The second promising avenue for BHP prediction is integrating ML with physics-based models. An example of the use of combined experimental data from flow loop tests and fracturing stage field data to develop a hybrid physics-augmented ML model for predicting friction pressure loss during hydraulic fracturing is given by Abdulwarith and Ammar et al. (2024) [
16]. The model includes critical parameters such as fluid properties, proppant concentration, and perforation parameters that account for both wellbore and near-wellbore friction loss. The resulting hybrid approach adopts strengths from both the physics-based models and data-driven algorithms with the possibility of improved prediction accuracy and BHP robustness. This is evidence that integrating ML with domain knowledge could yield better BHP forecasting, as the results of their model predicting wellhead pressure had an average absolute relative error of less than 5%.
Although research on direct BHP prediction with ML is still growing, several studies demonstrate the application of ML in related domains (fracture diagnostics and treatment optimization), which can be used to indirectly inform the BHP prediction models. For example, Reznikov et al. (2024) built a computationally efficient approach to interpret the fluid injection in layered formations, given BHP measurements [
53]. Solving such an inverse problem enables their approach to determine parameters such as skin factor and fluid partitioning across zones. This technique significantly enhances the analysis of matrix treatments by coupling hydrodynamic models with real-time pressure and injection rate data to aid in identifying the efficiency of fluid placement and potential pressure effects.

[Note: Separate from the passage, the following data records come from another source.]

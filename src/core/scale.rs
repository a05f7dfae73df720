/// Maps `value` from the range `(low1, high1)` onto `(low2, high2)`.
///
/// This is the single affine mapping used by every positional renderer.
/// A degenerate source range (`low1 == high1`) is not trapped and yields a
/// non-finite result.
#[must_use]
pub fn map_range(value: f64, low1: f64, high1: f64, low2: f64, high2: f64) -> f64 {
    low2 + (high2 - low2) * (value - low1) / (high1 - low1)
}
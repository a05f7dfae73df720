use crate::chart::{Chart, dotted_hline};
use crate::core::{ColorCondition, data_sum};
use crate::error::ChartResult;
use crate::render::{DEFAULT_OPACITY, DrawSurface, Font};

/// Opacity of the bar drawn behind word-bar labels.
const WORD_BAR_OPACITY: f64 = 30.0;
/// Gap between label text and bar start in conditional horizontal bars.
const CONDITIONAL_LABEL_GAP: f64 = 2.0;

impl Chart {
    /// Horizontal bar chart, one row per record starting at `top` and moving
    /// down by `line_spacing`. Labels sit left of the box, values right of
    /// each bar.
    pub fn hbar<S: DrawSurface + ?Sized>(&self, surface: &mut S, size: f64, line_spacing: f64) {
        self.warn_if_degenerate("hbar");
        let text_size = self.text_size;
        let mut y = self.top;
        for record in &self.records {
            surface.text_end(
                self.left - text_size,
                y - size / 2.0,
                &record.label,
                Font::Sans,
                text_size,
                &self.label_color,
                DEFAULT_OPACITY,
            );
            let x2 = self.x_for_value(record.value);
            surface.line(self.left, y, x2, y, size, &self.data_color, self.opacity);
            surface.text(
                x2 + text_size / 2.0,
                y - size / 2.0,
                &self.format_value(record.value),
                Font::Mono,
                text_size * 0.75,
                &self.value_color,
                DEFAULT_OPACITY,
            );
            y -= line_spacing;
        }
    }

    /// Horizontal bar chart with conditional bar colors and no value labels.
    pub fn conditional_hbar<S: DrawSurface + ?Sized>(
        &self,
        surface: &mut S,
        size: f64,
        line_spacing: f64,
        condition: &ColorCondition,
    ) {
        self.warn_if_degenerate("conditional_hbar");
        let mut y = self.top;
        for record in &self.records {
            surface.text_end(
                self.left - CONDITIONAL_LABEL_GAP,
                y - size / 2.0,
                &record.label,
                Font::Sans,
                self.text_size,
                &self.label_color,
                DEFAULT_OPACITY,
            );
            let x2 = self.x_for_value(record.value);
            let color = condition.color_for(record.value, &self.data_color);
            surface.line(self.left, y, x2, y, size, color, self.opacity);
            y -= line_spacing;
        }
    }

    /// Word bar chart: each label is written inside the box with a
    /// translucent bar behind it; values (optionally with their share of the
    /// total) are right-aligned against `left`.
    pub fn wbar<S: DrawSurface + ?Sized>(
        &self,
        surface: &mut S,
        line_spacing: f64,
        show_values: bool,
        show_percentage: bool,
    ) {
        self.warn_if_degenerate("wbar");
        let text_size = self.text_size;
        let half = text_size / 2.0;
        let sum = if show_percentage {
            self.warn_if_zero_sum("wbar");
            data_sum(&self.records)
        } else {
            0.0
        };

        let mut y = self.top;
        for record in &self.records {
            surface.text(
                self.left + half,
                y,
                &record.label,
                Font::Sans,
                text_size,
                &self.label_color,
                DEFAULT_OPACITY,
            );
            let bar_end = self.x_for_value(record.value);
            surface.line(
                self.left + half,
                y + half,
                bar_end,
                y + half,
                text_size * 1.5,
                &self.data_color,
                WORD_BAR_OPACITY,
            );
            if show_values {
                let value = self.format_value(record.value);
                let (text, color) = if show_percentage {
                    let share = self.format_value(100.0 * (record.value / sum));
                    (format!("{value} ({share}%)"), &self.value_color)
                } else {
                    (value, &self.data_color)
                };
                surface.text_end(
                    self.left,
                    y + half / 2.0,
                    &text,
                    Font::Mono,
                    text_size,
                    color,
                    DEFAULT_OPACITY,
                );
            }
            y -= line_spacing;
        }
    }

    /// Horizontal dotted bars: dots of `size` spaced `4 * size` apart.
    pub fn hdot<S: DrawSurface + ?Sized>(
        &self,
        surface: &mut S,
        size: f64,
        line_spacing: f64,
    ) -> ChartResult<()> {
        self.warn_if_degenerate("hdot");
        let text_size = self.text_size;
        let mut y = self.top;
        for record in &self.records {
            surface.text_end(
                self.left - text_size,
                y - size / 2.0,
                &record.label,
                Font::Sans,
                text_size,
                &self.label_color,
                DEFAULT_OPACITY,
            );
            let x2 = self.x_for_value(record.value);
            surface.text(
                x2 + text_size / 2.0,
                y - size / 2.0,
                &self.format_value(record.value),
                Font::Mono,
                text_size * 0.75,
                &self.value_color,
                DEFAULT_OPACITY,
            );
            dotted_hline(surface, self.left, y, x2, size, size * 4.0, &self.data_color)?;
            y -= line_spacing;
        }
        Ok(())
    }
}
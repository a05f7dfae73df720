use std::io::Read;

use tracing::{debug, warn};

use crate::chart::Chart;
use crate::core::Record;
use crate::error::ChartResult;
use crate::input::escape_markup;

/// Finds the label and value column indices named by `columns`
/// (`"label,value"`) in a header row.
///
/// Defaults to `(0, 1)` when `columns` does not name exactly two fields; a
/// name that is not found keeps its default.
#[must_use]
pub fn header_indices(header: &[&str], columns: &str) -> (usize, usize) {
    let (mut label_index, mut value_index) = (0, 1);
    let names: Vec<&str> = columns.split(',').collect();
    let [label_name, value_name] = names.as_slice() else {
        return (label_index, value_index);
    };
    for (i, field) in header.iter().enumerate() {
        if field == label_name {
            label_index = i;
        }
        if field == value_name {
            value_index = i;
        }
    }
    (label_index, value_index)
}

/// Reads comma-separated rows.
///
/// A row whose first field is `#` sets the title from its second field.
/// With `columns`, the first row is a header selecting the label and value
/// columns and its value column name becomes the title. Malformed rows are
/// logged and skipped; unparsable values read as zero.
pub fn read_csv<R: Read>(reader: R, columns: Option<&str>) -> ChartResult<Chart> {
    let columns = columns.filter(|columns| !columns.is_empty());
    let mut input = csv::ReaderBuilder::new()
        .has_headers(false)
        .flexible(true)
        .from_reader(reader);

    let mut title = String::new();
    let mut records = Vec::new();
    let (mut label_index, mut value_index) = (0, 1);

    for (row, result) in input.records().enumerate() {
        let row_record = match result {
            Ok(row_record) => row_record,
            Err(err) => {
                warn!(row, error = %err, "skipping malformed csv row");
                continue;
            }
        };
        let fields: Vec<&str> = row_record.iter().collect();
        if fields.len() < 2 {
            continue;
        }
        if fields[0] == "#" {
            title = fields[1].to_owned();
            continue;
        }
        if let (0, Some(columns)) = (row, columns) {
            (label_index, value_index) = header_indices(&fields, columns);
            title = fields[value_index].to_owned();
            continue;
        }

        let (Some(label), Some(raw_value)) = (fields.get(label_index), fields.get(value_index))
        else {
            warn!(row, fields = fields.len(), "csv row is missing selected columns");
            continue;
        };
        let note = if fields.len() == 3 { fields[2] } else { "" };
        let value = raw_value.parse::<f64>().unwrap_or_else(|_| {
            debug!(row, field = *raw_value, "unparsable value; using 0");
            0.0
        });
        records.push(Record::new(escape_markup(label), value).with_note(escape_markup(note)));
    }

    debug!(records = records.len(), "read csv data");
    Ok(Chart::new(escape_markup(&title), records))
}

#[cfg(test)]
mod tests {
    use super::{header_indices, read_csv};

    #[test]
    fn header_indices_select_named_columns() {
        let header = ["Date", "Open", "High", "Close"];
        assert_eq!(header_indices(&header, "Date,Close"), (0, 3));
        assert_eq!(header_indices(&header, "Open,High"), (1, 2));
        assert_eq!(header_indices(&header, "Date"), (0, 1));
        assert_eq!(header_indices(&header, "Missing,Close"), (0, 3));
    }

    #[test]
    fn reads_selected_columns_with_header_title() {
        let input = "Date,Open,Close\n2024-01-02,10,11.5\n2024-01-03,11,12\n";
        let chart = read_csv(input.as_bytes(), Some("Date,Close")).expect("csv");
        assert_eq!(chart.title, "Close");
        assert_eq!(chart.records.len(), 2);
        assert_eq!(chart.records[0].label, "2024-01-02");
        assert_eq!(chart.records[0].value, 11.5);
        assert_eq!(chart.records[1].value, 12.0);
    }

    #[test]
    fn hash_row_sets_title_without_header_selection() {
        let input = "#,Sales <2024>\nNorth,10,red\nSouth,oops\n";
        let chart = read_csv(input.as_bytes(), None).expect("csv");
        assert_eq!(chart.title, "Sales &lt;2024&gt;");
        assert_eq!(chart.records.len(), 2);
        assert_eq!(chart.records[0].note, "red");
        assert_eq!(chart.records[1].value, 0.0);
    }
}
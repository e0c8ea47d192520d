pub mod models;
pub mod session;

mod memory;
pub use memory::MemoryStore;

#[cfg(all(target_arch = "wasm32", feature = "web"))]
mod local;
#[cfg(all(target_arch = "wasm32", feature = "web"))]
pub use local::LocalStore;

pub use models::{SessionRecord, UserProfile, UserRole};
pub use session::{SessionManager, SessionStore};
//! Display masks for Brazilian identifiers.
//!
//! State always holds digits only; these helpers are applied at render time.
//! Partial input is masked progressively (typing "12345" shows "123.45"), and
//! extracting digits from a masked value returns the original digit string.

/// Strip everything that is not an ASCII digit and truncate to `max`.
pub fn digits(input: &str, max: usize) -> String {
    input
        .chars()
        .filter(|c| c.is_ascii_digit())
        .take(max)
        .collect()
}

/// CPF mask: `123.456.789-01`.
pub fn mask_cpf(input: &str) -> String {
    let clean = digits(input, 11);
    let mut out = String::with_capacity(14);
    for (i, c) in clean.chars().enumerate() {
        if i == 3 || i == 6 {
            out.push('.');
        }
        if i == 9 {
            out.push('-');
        }
        out.push(c);
    }
    out
}

/// CNPJ mask: `12.345.678/9012-34`.
pub fn mask_cnpj(input: &str) -> String {
    let clean = digits(input, 14);
    let mut out = String::with_capacity(18);
    for (i, c) in clean.chars().enumerate() {
        if i == 2 || i == 5 {
            out.push('.');
        }
        if i == 8 {
            out.push('/');
        }
        if i == 12 {
            out.push('-');
        }
        out.push(c);
    }
    out
}

/// CEP mask: `12345-678`.
pub fn mask_cep(input: &str) -> String {
    let clean = digits(input, 8);
    let mut out = String::with_capacity(9);
    for (i, c) in clean.chars().enumerate() {
        if i == 5 {
            out.push('-');
        }
        out.push(c);
    }
    out
}

/// Mask a client document by its kind.
pub fn mask_documento(documento: &api::Documento) -> String {
    match documento {
        api::Documento::Cpf(d) => mask_cpf(d),
        api::Documento::Cnpj(d) => mask_cnpj(d),
    }
}

#[cfg(test)]
mod tests {
    use super::*;

    #[test]
    fn digits_strips_and_truncates() {
        assert_eq!(digits("12.345-678a90", 8), "12345678");
        assert_eq!(digits("abc", 8), "");
        assert_eq!(digits("123456789012345", 11), "12345678901");
    }

    #[test]
    fn masks_full_values() {
        assert_eq!(mask_cpf("12345678901"), "123.456.789-01");
        assert_eq!(mask_cnpj("12345678000199"), "12.345.678/0001-99");
        assert_eq!(mask_cep("01310100"), "01310-100");
    }

    #[test]
    fn masks_partial_input_progressively() {
        assert_eq!(mask_cpf("12345"), "123.45");
        assert_eq!(mask_cpf("1234567890"), "123.456.789-0");
        assert_eq!(mask_cnpj("123"), "12.3");
        assert_eq!(mask_cnpj("123456789"), "12.345.678/9");
        assert_eq!(mask_cep("123456"), "12345-6");
    }

    #[test]
    fn mask_then_extract_digits_round_trips() {
        for cpf in ["12345678901", "00000000000", "98765432100"] {
            assert_eq!(digits(&mask_cpf(cpf), 11), cpf);
        }
        for cnpj in ["12345678000199", "00000000000000"] {
            assert_eq!(digits(&mask_cnpj(cnpj), 14), cnpj);
        }
        for cep in ["01310100", "99999999"] {
            assert_eq!(digits(&mask_cep(cep), 8), cep);
        }
    }
}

More research is required to gain a full understanding of the capabilities of ML in the prediction of BHP in hydraulic fracturing. This research intends to fill the gap in developing an advanced model by developing and contrasting 11 advanced ML models using readily available field data. The goal is to predict real-time BHP in the wellbore at perforation depth during hydraulic fracturing. In fact, these ML models can be seamlessly embedded within fracturing dashboards and hydraulic fracturing simulation software for real-time BHP prediction during fracturing. These machine learning models are an effective alternative to expensive and time-consuming deployed bottomhole pressure gauges, as well as inaccurate physics-based models, empirical correlations, and hybrid models due to high accuracy and low price. Therefore, hydraulic fracturing engineers can benefit from employing it as a capable tool for rapid diagnostic assessments and real-time optimization of operational variables such as rate of cross-linked gel injection, proppant concentration, and size to produce an optimal fracture geometry and keep ahead of premature proppant screen out [
54]. Additionally, these ML models perform better than a single correlation or model at capturing a broad range of cross-linked fracture fluid systems, proppant types, and tubing configurations, which is difficult for any single conventional correlation or model.